*WHAT TO PRODUCE*
The entries are to be repeated in full, without any change.

*GIVEN DATA*
= = = = =

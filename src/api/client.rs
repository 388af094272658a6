use std::sync::Arc;
use std::time::Duration;

use async_trait::async_trait;
use reqwest::multipart::{Form, Part};
use serde::de::DeserializeOwned;

use super::public::{
    ClientError, HealthResponse, MetricRecord, QueryRequest, QueryResponse, UploadFile,
    UploadResponse,
};
use crate::core::AppConfig;

/// The operations the controllers need from the RAG backend.
///
/// `ApiClient` is the real implementation; tests swap in fakes to
/// control when and how requests settle.
#[async_trait]
pub trait Backend: Send + Sync {
    async fn query(&self, request: &QueryRequest) -> Result<QueryResponse, ClientError>;
    async fn recent_metrics(&self, limit: usize) -> Result<Vec<MetricRecord>, ClientError>;
    async fn upload_document(&self, file: UploadFile) -> Result<UploadResponse, ClientError>;
    async fn reset_documents(&self) -> Result<(), ClientError>;
    async fn health(&self) -> Result<HealthResponse, ClientError>;
}

pub type SharedBackend = Arc<dyn Backend>;

/// HTTP client for the backend's `/api` surface.
#[derive(Clone)]
pub struct ApiClient {
    http: reqwest::Client,
    config: AppConfig,
}

impl ApiClient {
    pub fn new(config: &AppConfig) -> Self {
        Self {
            http: reqwest::Client::new(),
            config: config.clone(),
        }
    }

    pub fn shared(config: &AppConfig) -> SharedBackend {
        Arc::new(Self::new(config))
    }

    fn timeout(&self) -> Duration {
        self.config.request_timeout
    }
}

fn network_failure(err: reqwest::Error) -> ClientError {
    ClientError::NetworkFailure(err.to_string())
}

/// Read the whole body and either decode it as `T` or turn the failed
/// status into an `ApiError`.
async fn decode<T: DeserializeOwned>(resp: reqwest::Response) -> Result<T, ClientError> {
    let status = resp.status();
    let body = resp.bytes().await.map_err(network_failure)?;
    if !status.is_success() {
        return Err(ClientError::from_error_body(status.as_u16(), &body));
    }
    serde_json::from_slice(&body).map_err(|e| ClientError::MalformedResponse(e.to_string()))
}

#[async_trait]
impl Backend for ApiClient {
    async fn query(&self, request: &QueryRequest) -> Result<QueryResponse, ClientError> {
        let url = self.config.endpoint("query");
        tracing::debug!("POST {}", url);
        let resp = self
            .http
            .post(url)
            .timeout(self.timeout())
            .json(request)
            .send()
            .await
            .map_err(network_failure)?;
        decode(resp).await
    }

    async fn recent_metrics(&self, limit: usize) -> Result<Vec<MetricRecord>, ClientError> {
        let url = self.config.endpoint("metrics/recent");
        tracing::debug!("GET {}?limit={}", url, limit);
        let resp = self
            .http
            .get(url)
            .query(&[("limit", limit)])
            .timeout(self.timeout())
            .send()
            .await
            .map_err(network_failure)?;
        decode(resp).await
    }

    async fn upload_document(&self, file: UploadFile) -> Result<UploadResponse, ClientError> {
        let url = self.config.endpoint("documents/upload");
        tracing::debug!("POST {} ({}, {} bytes)", url, file.file_name, file.bytes.len());
        let content_type = file.content_type();
        let part = Part::bytes(file.bytes)
            .file_name(file.file_name)
            .mime_str(content_type)
            .map_err(|e| ClientError::NetworkFailure(e.to_string()))?;
        let form = Form::new().part("file", part);

        let resp = self
            .http
            .post(url)
            .multipart(form)
            .timeout(self.timeout())
            .send()
            .await
            .map_err(network_failure)?;
        decode(resp).await
    }

    async fn reset_documents(&self) -> Result<(), ClientError> {
        let url = self.config.endpoint("documents/reset");
        tracing::debug!("DELETE {}", url);
        let resp = self
            .http
            .delete(url)
            .timeout(self.timeout())
            .send()
            .await
            .map_err(network_failure)?;

        let status = resp.status();
        if status.is_success() {
            return Ok(());
        }
        let body = resp.bytes().await.map_err(network_failure)?;
        Err(ClientError::from_error_body(status.as_u16(), &body))
    }

    async fn health(&self) -> Result<HealthResponse, ClientError> {
        let url = format!("{}/", self.config.root_url());
        tracing::debug!("GET {}", url);
        let resp = self
            .http
            .get(url)
            .timeout(self.timeout())
            .send()
            .await
            .map_err(network_failure)?;
        decode(resp).await
    }
}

= = = = =

*OUTPUT OF THE TASK*
filename src/api/client.rs
repository 388af094272658a6
use std::sync::Arc;
use std::time::Duration;

use async_trait::async_trait;
use reqwest::multipart::{Form, Part};
use serde::de::DeserializeOwned;

use super::public::{
    ClientError, HealthResponse, MetricRecord, QueryRequest, QueryResponse, UploadFile,
    UploadResponse,
};
use crate::core::AppConfig;

/// The operations the controllers need from the RAG backend.
///
/// `ApiClient` is the real implementation; tests swap in fakes to
/// control when and how requests settle.
#[async_trait]
pub trait Backend: Send + Sync {
    async fn query(&self, request: &QueryRequest) -> Result<QueryResponse, ClientError>;
    async fn recent_metrics(&self, limit: usize) -> Result<Vec<MetricRecord>, ClientError>;
    async fn upload_document(&self, file: UploadFile) -> Result<UploadResponse, ClientError>;
    async fn reset_documents(&self) -> Result<(), ClientError>;
    async fn health(&self) -> Result<HealthResponse, ClientError>;
}

pub type SharedBackend = Arc<dyn Backend>;

/// HTTP client for the backend's `/api` surface.
#[derive(Clone)]
pub struct ApiClient {
    http: reqwest::Client,
    config: AppConfig,
}

impl ApiClient {
    pub fn new(config: &AppConfig) -> Self {
        Self {
            http: reqwest::Client::new(),
            config: config.clone(),
        }
    }

    pub fn shared(config: &AppConfig) -> SharedBackend {
        Arc::new(Self::new(config))
    }

    fn timeout(&self) -> Duration {
        self.config.request_timeout
    }
}

fn network_failure(err: reqwest::Error) -> ClientError {
    ClientError::NetworkFailure(err.to_string())
}

/// Read the whole body and either decode it as `T` or turn the failed
/// status into an `ApiError`.
async fn decode<T: DeserializeOwned>(resp: reqwest::Response) -> Result<T, ClientError> {
    let status = resp.status();
    let body = resp.bytes().await.map_err(network_failure)?;
    if !status.is_success() {
        return Err(ClientError::from_error_body(status.as_u16(), &body));
    }
    serde_json::from_slice(&body).map_err(|e| ClientError::MalformedResponse(e.to_string()))
}

#[async_trait]
impl Backend for ApiClient {
    async fn query(&self, request: &QueryRequest) -> Result<QueryResponse, ClientError> {
        let url = self.config.endpoint("query");
        tracing::debug!("POST {}", url);
        let resp = self
            .http
            .post(url)
            .timeout(self.timeout())
            .json(request)
            .send()
            .await
            .map_err(network_failure)?;
        decode(resp).await
    }

    async fn recent_metrics(&self, limit: usize) -> Result<Vec<MetricRecord>, ClientError> {
        let url = self.config.endpoint("metrics/recent");
        tracing::debug!("GET {}?limit={}", url, limit);
        let resp = self
            .http
            .get(url)
            .query(&[("limit", limit)])
            .timeout(self.timeout())
            .send()
            .await
            .map_err(network_failure)?;
        decode(resp).await
    }

    async fn upload_document(&self, file: UploadFile) -> Result<UploadResponse, ClientError> {
        let url = self.config.endpoint("documents/upload");
        tracing::debug!("POST {} ({}, {} bytes)", url, file.file_name, file.bytes.len());
        let content_type = file.content_type();
        let part = Part::bytes(file.bytes)
            .file_name(file.file_name)
            .mime_str(content_type)
            .map_err(|e| ClientError::NetworkFailure(e.to_string()))?;
        let form = Form::new().part("file", part);

        let resp = self
            .http
            .post(url)
            .multipart(form)
            .timeout(self.timeout())
            .send()
            .await
            .map_err(network_failure)?;
        decode(resp).await
    }

    async fn reset_documents(&self) -> Result<(), ClientError> {
        let url = self.config.endpoint("documents/reset");
        tracing::debug!("DELETE {}", url);
        let resp = self
            .http
            .delete(url)
            .timeout(self.timeout())
            .send()
            .await
            .map_err(network_failure)?;

        let status = resp.status();
        if status.is_success() {
            return Ok(());
        }
        let body = resp.bytes().await.map_err(network_failure)?;
        Err(ClientError::from_error_body(status.as_u16(), &body))
    }

    async fn health(&self) -> Result<HealthResponse, ClientError> {
        let url = format!("{}/", self.config.root_url());
        tracing::debug!("GET {}", url);
        let resp = self
            .http
            .get(url)
            .timeout(self.timeout())
            .send()
            .await
            .map_err(network_failure)?;
        decode(resp).await
    }
}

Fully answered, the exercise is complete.